Ils font partie des artistes français les plus connus au monde. Leurs partenaires de scène ? Metallica, Sepultura, Lamb of God et bien d’autres « guitar heroes ». Si Gojira casse des nuques, le plus célèbre groupe de metal français s’est aussi distingué par ses prises de positions écologiques, lançant des campagnes de soutien pour l’association Sea Shepherd, ou en soutien aux habitant·es d’Amazonie.
Un héritage de cette enfance passée sur les plages landaises, jonchées de déchets, nous raconte aujourd’hui Joe Duplantier, chanteur et guitariste de Gojira, depuis New York où il réside. Rencontre à l’occasion de leur venue ce week-end à l’Ocean Fest d’Hugo Clément et Worakls, à Biarritz.
Vous êtes originaires des Landes, l’une des raisons pour lesquelles vous avez accepté de venir à l’Ocean Fest ?
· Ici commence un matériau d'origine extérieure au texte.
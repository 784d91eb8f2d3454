//! Account roles and their hierarchy.
//!
//! Role names are the values carried in JWT claims and accepted by the login
//! endpoint. A higher role satisfies any lower requirement.

use serde::{Deserialize, Serialize};

use crate::store::Collection;

pub const ROLE_STUDENT: &str = "alumno";
pub const ROLE_PROFESSOR: &str = "docente";
pub const ROLE_ADMIN: &str = "admin";

/// Role names accepted by the login endpoint.
pub const ROLE_NAMES: &[&str] = &[ROLE_STUDENT, ROLE_PROFESSOR, ROLE_ADMIN];

#[derive(Debug, Clone, Copy, PartialEq, Eq, PartialOrd, Ord, Serialize, Deserialize)]
#[serde(rename_all = "lowercase")]
pub enum Role {
    #[serde(rename = "alumno")]
    Student,
    #[serde(rename = "docente")]
    Professor,
    Admin,
}

impl Role {
    pub fn as_str(&self) -> &'static str {
        match self {
            Self::Student => ROLE_STUDENT,
            Self::Professor => ROLE_PROFESSOR,
            Self::Admin => ROLE_ADMIN,
        }
    }

    /// Parse a role name. Returns `None` for unknown values.
    pub fn from_name(name: &str) -> Option<Self> {
        match name {
            ROLE_STUDENT => Some(Self::Student),
            ROLE_PROFESSOR => Some(Self::Professor),
            ROLE_ADMIN => Some(Self::Admin),
            _ => None,
        }
    }

    /// Whether this role meets the `required` level.
    pub fn satisfies(&self, required: Role) -> bool {
        *self >= required
    }

    /// Collection holding the accounts of this role.
    pub fn accounts(&self) -> Collection {
        match self {
            Self::Student => Collection::Students,
            Self::Professor => Collection::Professors,
            Self::Admin => Collection::Admins,
        }
    }
}

impl std::fmt::Display for Role {
    fn fmt(&self, f: &mut std::fmt::Formatter<'_>) -> std::fmt::Result {
        f.write_str(self.as_str())
    }
}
Joe Duplantier : Du tout, on a accepté parce que ça nous paraissait très important. On a collaboré avec Sea Shepherd il y a quelques années pour les inviter à nous suivre sur des festivals et nos tournées aux États-Unis et en Europe. C’est une ONG tournée vers l’action, ça nous correspond bien, on a cette énergie-là un peu rebelle, on a envie de casser des choses en place pour reconstruire.
Votre nom de groupe, Gojira, est inspiré du film japonais Godzilla qui met en scène ce monstre créé à partir d’essais nucléaires dans le Pacifique. Est-ce qu’il y avait dès le départ cette envie de se positionner dans une forme de militantisme ?
On était des gros fans du groupe Sepultura qui parlent de Godzilla dans une de leurs chansons, donc j’ai associé Godzilla au métal dans ma tête. C’était le tout début, on ne se prenait pas trop la tête sur le sens profond de notre nom, mais on aimait le côté écrasant de Godzilla qui vient tout balayer sur son passage. C’est progressivement devenu Gojira pour des questions de droit. Personnellement, j’ai toujours vu Godzilla comme le symbole d’un retour de bâton de la nature après tous les abus des humains. C’est un peu le karma.
On ne peut pas faire les choses impunément, on ne peut pas manger tous les poissons et espérer que les cycles naturels de l’océan se poursuivent. Par exemple, les thons sont en train de disparaître et certaines firmes essaient d’en conserver dans des frigos pour les vendre à prix d’or dans 50 ans. C’est d’un cynisme incroyable.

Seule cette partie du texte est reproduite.